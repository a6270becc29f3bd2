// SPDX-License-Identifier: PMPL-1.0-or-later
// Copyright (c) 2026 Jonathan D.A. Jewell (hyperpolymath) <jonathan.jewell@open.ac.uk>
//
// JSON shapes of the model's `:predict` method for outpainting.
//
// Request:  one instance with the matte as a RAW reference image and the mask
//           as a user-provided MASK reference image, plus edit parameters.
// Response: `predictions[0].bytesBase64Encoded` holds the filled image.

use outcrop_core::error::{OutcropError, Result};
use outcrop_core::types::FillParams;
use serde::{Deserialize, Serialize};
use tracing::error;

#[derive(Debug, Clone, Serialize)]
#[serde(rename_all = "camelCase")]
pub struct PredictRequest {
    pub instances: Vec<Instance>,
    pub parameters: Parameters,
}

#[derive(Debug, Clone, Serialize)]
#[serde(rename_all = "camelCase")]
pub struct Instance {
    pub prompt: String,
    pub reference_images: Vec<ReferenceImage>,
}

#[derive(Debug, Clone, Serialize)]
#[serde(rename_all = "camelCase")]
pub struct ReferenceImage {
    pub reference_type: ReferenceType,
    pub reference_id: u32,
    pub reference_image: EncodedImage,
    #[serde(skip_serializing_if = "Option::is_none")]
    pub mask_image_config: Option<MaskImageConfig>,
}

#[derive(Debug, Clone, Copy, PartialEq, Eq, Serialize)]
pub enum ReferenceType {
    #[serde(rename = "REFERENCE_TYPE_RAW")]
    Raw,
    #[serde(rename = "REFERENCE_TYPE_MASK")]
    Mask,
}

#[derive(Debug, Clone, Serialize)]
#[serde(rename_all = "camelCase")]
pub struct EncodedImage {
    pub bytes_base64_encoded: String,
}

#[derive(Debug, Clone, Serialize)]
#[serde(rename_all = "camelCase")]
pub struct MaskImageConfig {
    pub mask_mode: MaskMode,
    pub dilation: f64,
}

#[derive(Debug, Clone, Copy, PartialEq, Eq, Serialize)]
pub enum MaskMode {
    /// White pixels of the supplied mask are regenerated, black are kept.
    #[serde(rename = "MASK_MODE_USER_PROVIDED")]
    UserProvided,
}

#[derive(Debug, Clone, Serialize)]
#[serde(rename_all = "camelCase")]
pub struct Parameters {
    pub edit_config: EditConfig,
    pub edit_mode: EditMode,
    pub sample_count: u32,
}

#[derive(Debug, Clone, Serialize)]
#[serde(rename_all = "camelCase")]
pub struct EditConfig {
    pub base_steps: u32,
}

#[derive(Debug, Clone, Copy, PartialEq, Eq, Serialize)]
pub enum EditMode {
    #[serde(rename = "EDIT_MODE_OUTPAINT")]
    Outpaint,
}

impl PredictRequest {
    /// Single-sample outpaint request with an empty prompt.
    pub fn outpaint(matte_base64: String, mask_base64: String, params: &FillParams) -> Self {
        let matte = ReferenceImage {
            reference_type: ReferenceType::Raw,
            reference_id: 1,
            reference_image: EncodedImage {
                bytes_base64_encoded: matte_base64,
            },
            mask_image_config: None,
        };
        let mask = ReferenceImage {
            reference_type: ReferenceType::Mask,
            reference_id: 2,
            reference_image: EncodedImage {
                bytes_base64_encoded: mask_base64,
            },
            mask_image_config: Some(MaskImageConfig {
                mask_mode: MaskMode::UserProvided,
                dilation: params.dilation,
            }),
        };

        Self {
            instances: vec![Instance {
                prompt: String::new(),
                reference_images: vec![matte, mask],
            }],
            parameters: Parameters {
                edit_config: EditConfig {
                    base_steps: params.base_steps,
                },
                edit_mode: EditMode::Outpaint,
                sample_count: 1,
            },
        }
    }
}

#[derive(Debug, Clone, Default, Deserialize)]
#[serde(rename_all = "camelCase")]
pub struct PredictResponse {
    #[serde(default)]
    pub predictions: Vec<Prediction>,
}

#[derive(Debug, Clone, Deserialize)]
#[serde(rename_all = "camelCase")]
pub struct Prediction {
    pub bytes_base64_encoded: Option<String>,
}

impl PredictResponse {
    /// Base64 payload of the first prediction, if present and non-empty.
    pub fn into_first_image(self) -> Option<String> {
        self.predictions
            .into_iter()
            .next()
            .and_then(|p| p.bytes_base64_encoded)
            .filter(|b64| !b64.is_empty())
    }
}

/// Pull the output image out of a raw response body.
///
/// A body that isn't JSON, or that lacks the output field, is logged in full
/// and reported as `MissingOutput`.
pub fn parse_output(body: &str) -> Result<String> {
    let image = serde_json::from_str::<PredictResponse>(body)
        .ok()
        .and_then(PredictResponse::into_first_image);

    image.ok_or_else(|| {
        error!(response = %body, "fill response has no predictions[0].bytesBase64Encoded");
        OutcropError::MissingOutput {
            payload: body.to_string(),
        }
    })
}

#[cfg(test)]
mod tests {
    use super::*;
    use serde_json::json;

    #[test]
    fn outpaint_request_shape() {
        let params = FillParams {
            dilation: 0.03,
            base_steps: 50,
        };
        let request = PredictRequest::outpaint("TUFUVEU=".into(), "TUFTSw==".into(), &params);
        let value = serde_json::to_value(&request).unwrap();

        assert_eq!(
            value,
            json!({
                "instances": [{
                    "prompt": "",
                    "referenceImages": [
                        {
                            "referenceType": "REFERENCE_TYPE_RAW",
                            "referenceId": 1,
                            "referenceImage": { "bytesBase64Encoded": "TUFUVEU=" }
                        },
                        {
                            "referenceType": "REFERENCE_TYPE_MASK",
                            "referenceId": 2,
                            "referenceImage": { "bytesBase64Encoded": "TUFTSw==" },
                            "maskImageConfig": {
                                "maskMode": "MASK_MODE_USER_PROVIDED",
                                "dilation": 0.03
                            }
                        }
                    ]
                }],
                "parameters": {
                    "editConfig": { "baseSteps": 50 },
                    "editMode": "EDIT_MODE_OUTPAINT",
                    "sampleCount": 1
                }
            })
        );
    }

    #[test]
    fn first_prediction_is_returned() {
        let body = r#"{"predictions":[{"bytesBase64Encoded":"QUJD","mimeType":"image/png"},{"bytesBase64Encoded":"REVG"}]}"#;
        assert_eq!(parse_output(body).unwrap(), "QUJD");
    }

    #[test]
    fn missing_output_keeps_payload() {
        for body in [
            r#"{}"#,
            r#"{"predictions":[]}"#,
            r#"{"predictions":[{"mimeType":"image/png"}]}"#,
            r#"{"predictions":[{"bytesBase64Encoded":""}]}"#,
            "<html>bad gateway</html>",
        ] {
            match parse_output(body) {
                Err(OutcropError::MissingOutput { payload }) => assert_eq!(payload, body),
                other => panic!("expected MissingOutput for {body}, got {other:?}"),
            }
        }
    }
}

Task details: Wherever "impl" occurs in the records above, copy the line it sits in.

Task answer:
impl PredictRequest {
impl PredictResponse {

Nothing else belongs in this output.